(Saved data entries)
//! Stroke icons for the symbolic `portfolio_core::Icon` references.
//!
//! 24×24 outline artwork drawn with `currentColor`, so icons inherit the
//! text colour of whatever contains them.

use dioxus::prelude::*;
use portfolio_core::Icon as IconKind;

/// SVG path data for each icon; several paths per icon are drawn in order
pub fn icon_paths(kind: IconKind) -> &'static [&'static str] {
    match kind {
        IconKind::Code => &["m16 18 6-6-6-6", "m8 6-6 6 6 6"],
        IconKind::Terminal => &["m4 17 6-6-6-6", "M12 19h8"],
        IconKind::Database => &[
            "M3 5c0 1.66 4 3 9 3s9-1.34 9-3-4-3-9-3-9 1.34-9 3",
            "M3 5v14c0 1.66 4 3 9 3s9-1.34 9-3V5",
            "M3 12c0 1.66 4 3 9 3s9-1.34 9-3",
        ],
        IconKind::Globe => &[
            "M12 2a10 10 0 1 0 0 20 10 10 0 1 0 0-20",
            "M12 2a14.5 14.5 0 0 0 0 20 14.5 14.5 0 0 0 0-20",
            "M2 12h20",
        ],
        IconKind::Layers => &[
            "m12 2 10 5-10 5L2 7z",
            "m2 17 10 5 10-5",
            "m2 12 10 5 10-5",
        ],
        IconKind::Mail => &["M2 4h20v16H2z", "m22 7-10 6L2 7"],
        IconKind::Github => &[
            "M15 22v-4a4.8 4.8 0 0 0-1-3.5c3 0 6-2 6-5.5.08-1.25-.27-2.48-1-3.5.28-1.15.28-2.35 0-3.5 0 0-1 0-3 1.5-2.64-.5-5.36-.5-8 0C6 2 5 2 5 2c-.3 1.15-.3 2.35 0 3.5A5.4 5.4 0 0 0 4 9c0 3.5 3 5.5 6 5.5-.39.49-.68 1.05-.85 1.65S8.93 17.38 9 18v4",
            "M9 18c-4.51 2-5-2-7-2",
        ],
        IconKind::Linkedin => &[
            "M16 8a6 6 0 0 1 6 6v7h-4v-7a2 2 0 0 0-4 0v7h-4v-7a6 6 0 0 1 6-6",
            "M2 9h4v12H2z",
            "M4 2a2 2 0 1 0 0 4 2 2 0 1 0 0-4",
        ],
        IconKind::ExternalLink => &[
            "M15 3h6v6",
            "M10 14 21 3",
            "M18 13v6a2 2 0 0 1-2 2H5a2 2 0 0 1-2-2V8a2 2 0 0 1 2-2h6",
        ],
        IconKind::ChevronDown => &["m6 9 6 6 6-6"],
        IconKind::Award => &[
            "M12 2a6 6 0 1 0 0 12 6 6 0 1 0 0-12",
            "M15.48 12.89 17 22l-5-3-5 3 1.52-9.11",
        ],
        IconKind::Briefcase => &[
            "M16 20V4a2 2 0 0 0-2-2h-4a2 2 0 0 0-2 2v16",
            "M2 6h20v14H2z",
        ],
        IconKind::Sparkles => &[
            "M9.94 15.5A2 2 0 0 0 8.5 14.06l-6.14-1.58a.5.5 0 0 1 0-.96L8.5 9.94A2 2 0 0 0 9.94 8.5l1.58-6.14a.5.5 0 0 1 .96 0L14.06 8.5A2 2 0 0 0 15.5 9.94l6.14 1.58a.5.5 0 0 1 0 .96L15.5 14.06a2 2 0 0 0-1.44 1.44l-1.58 6.14a.5.5 0 0 1-.96 0z",
            "M20 3v4",
            "M22 5h-4",
        ],
        IconKind::Download => &[
            "M21 15v4a2 2 0 0 1-2 2H5a2 2 0 0 1-2-2v-4",
            "m7 10 5 5 5-5",
            "M12 15V3",
        ],
    }
}

/// Properties for the Icon component
#[derive(Clone, PartialEq, Props)]
pub struct IconProps {
    pub kind: IconKind,
    /// Edge length in pixels
    #[props(default = 22)]
    pub size: u32,
    #[props(default)]
    pub class: Option<String>,
}

/// Decorative inline SVG icon; hidden from assistive technology
#[component]
pub fn Icon(props: IconProps) -> Element {
    let size = props.size;
    let class = props.class.as_deref().unwrap_or("icon");

    rsx! {
        svg {
            class: "{class}",
            width: "{size}",
            height: "{size}",
            view_box: "0 0 24 24",
            fill: "none",
            stroke: "currentColor",
            stroke_width: "2",
            stroke_linecap: "round",
            stroke_linejoin: "round",
            "aria-hidden": "true",
            for d in icon_paths(props.kind).iter() {
                path { d: "{d}" }
            }
        }
    }
}

#[cfg(test)]
mod tests {
    use super::*;

    const ALL: [IconKind; 14] = [
        IconKind::Code,
        IconKind::Terminal,
        IconKind::Database,
        IconKind::Globe,
        IconKind::Layers,
        IconKind::Mail,
        IconKind::Github,
        IconKind::Linkedin,
        IconKind::ExternalLink,
        IconKind::ChevronDown,
        IconKind::Award,
        IconKind::Briefcase,
        IconKind::Sparkles,
        IconKind::Download,
    ];

    #[test]
    fn every_icon_has_artwork() {
        for kind in ALL {
            assert!(!icon_paths(kind).is_empty(), "{:?} has no paths", kind);
        }
    }

    #[test]
    fn renders_one_path_per_entry() {
        let html = dioxus_ssr::render_element(rsx! {
            Icon { kind: IconKind::Layers, size: 16 }
        });
        assert_eq!(html.matches("<path").count(), 3);
        assert!(html.contains(r#"aria-hidden="true""#));
    }
}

PROBLEM DETAILS: Return every record in full, word for word.

SOLUTION TO THIS TASK:
//! Stroke icons for the symbolic `portfolio_core::Icon` references.
//!
//! 24×24 outline artwork drawn with `currentColor`, so icons inherit the
//! text colour of whatever contains them.

use dioxus::prelude::*;
use portfolio_core::Icon as IconKind;

/// SVG path data for each icon; several paths per icon are drawn in order
pub fn icon_paths(kind: IconKind) -> &'static [&'static str] {
    match kind {
        IconKind::Code => &["m16 18 6-6-6-6", "m8 6-6 6 6 6"],
        IconKind::Terminal => &["m4 17 6-6-6-6", "M12 19h8"],
        IconKind::Database => &[
            "M3 5c0 1.66 4 3 9 3s9-1.34 9-3-4-3-9-3-9 1.34-9 3",
            "M3 5v14c0 1.66 4 3 9 3s9-1.34 9-3V5",
            "M3 12c0 1.66 4 3 9 3s9-1.34 9-3",
        ],
        IconKind::Globe => &[
            "M12 2a10 10 0 1 0 0 20 10 10 0 1 0 0-20",
            "M12 2a14.5 14.5 0 0 0 0 20 14.5 14.5 0 0 0 0-20",
            "M2 12h20",
        ],
        IconKind::Layers => &[
            "m12 2 10 5-10 5L2 7z",
            "m2 17 10 5 10-5",
            "m2 12 10 5 10-5",
        ],
        IconKind::Mail => &["M2 4h20v16H2z", "m22 7-10 6L2 7"],
        IconKind::Github => &[
            "M15 22v-4a4.8 4.8 0 0 0-1-3.5c3 0 6-2 6-5.5.08-1.25-.27-2.48-1-3.5.28-1.15.28-2.35 0-3.5 0 0-1 0-3 1.5-2.64-.5-5.36-.5-8 0C6 2 5 2 5 2c-.3 1.15-.3 2.35 0 3.5A5.4 5.4 0 0 0 4 9c0 3.5 3 5.5 6 5.5-.39.49-.68 1.05-.85 1.65S8.93 17.38 9 18v4",
            "M9 18c-4.51 2-5-2-7-2",
        ],
        IconKind::Linkedin => &[
            "M16 8a6 6 0 0 1 6 6v7h-4v-7a2 2 0 0 0-4 0v7h-4v-7a6 6 0 0 1 6-6",
            "M2 9h4v12H2z",
            "M4 2a2 2 0 1 0 0 4 2 2 0 1 0 0-4",
        ],
        IconKind::ExternalLink => &[
            "M15 3h6v6",
            "M10 14 21 3",
            "M18 13v6a2 2 0 0 1-2 2H5a2 2 0 0 1-2-2V8a2 2 0 0 1 2-2h6",
        ],
        IconKind::ChevronDown => &["m6 9 6 6 6-6"],
        IconKind::Award => &[
            "M12 2a6 6 0 1 0 0 12 6 6 0 1 0 0-12",
            "M15.48 12.89 17 22l-5-3-5 3 1.52-9.11",
        ],
        IconKind::Briefcase => &[
            "M16 20V4a2 2 0 0 0-2-2h-4a2 2 0 0 0-2 2v16",
            "M2 6h20v14H2z",
        ],
        IconKind::Sparkles => &[
            "M9.94 15.5A2 2 0 0 0 8.5 14.06l-6.14-1.58a.5.5 0 0 1 0-.96L8.5 9.94A2 2 0 0 0 9.94 8.5l1.58-6.14a.5.5 0 0 1 .96 0L14.06 8.5A2 2 0 0 0 15.5 9.94l6.14 1.58a.5.5 0 0 1 0 .96L15.5 14.06a2 2 0 0 0-1.44 1.44l-1.58 6.14a.5.5 0 0 1-.96 0z",
            "M20 3v4",
            "M22 5h-4",
        ],
        IconKind::Download => &[
            "M21 15v4a2 2 0 0 1-2 2H5a2 2 0 0 1-2-2v-4",
            "m7 10 5 5 5-5",
            "M12 15V3",
        ],
    }
}

/// Properties for the Icon component
#[derive(Clone, PartialEq, Props)]
pub struct IconProps {
    pub kind: IconKind,
    /// Edge length in pixels
    #[props(default = 22)]
    pub size: u32,
    #[props(default)]
    pub class: Option<String>,
}

/// Decorative inline SVG icon; hidden from assistive technology
#[component]
pub fn Icon(props: IconProps) -> Element {
    let size = props.size;
    let class = props.class.as_deref().unwrap_or("icon");

    rsx! {
        svg {
            class: "{class}",
            width: "{size}",
            height: "{size}",
            view_box: "0 0 24 24",
            fill: "none",
            stroke: "currentColor",
            stroke_width: "2",
            stroke_linecap: "round",
            stroke_linejoin: "round",
            "aria-hidden": "true",
            for d in icon_paths(props.kind).iter() {
                path { d: "{d}" }
            }
        }
    }
}

#[cfg(test)]
mod tests {
    use super::*;

    const ALL: [IconKind; 14] = [
        IconKind::Code,
        IconKind::Terminal,
        IconKind::Database,
        IconKind::Globe,
        IconKind::Layers,
        IconKind::Mail,
        IconKind::Github,
        IconKind::Linkedin,
        IconKind::ExternalLink,
        IconKind::ChevronDown,
        IconKind::Award,
        IconKind::Briefcase,
        IconKind::Sparkles,
        IconKind::Download,
    ];

    #[test]
    fn every_icon_has_artwork() {
        for kind in ALL {
            assert!(!icon_paths(kind).is_empty(), "{:?} has no paths", kind);
        }
    }

    #[test]
    fn renders_one_path_per_entry() {
        let html = dioxus_ssr::render_element(rsx! {
            Icon { kind: IconKind::Layers, size: 16 }
        });
        assert_eq!(html.matches("<path").count(), 3);
        assert!(html.contains(r#"aria-hidden="true""#));
    }
}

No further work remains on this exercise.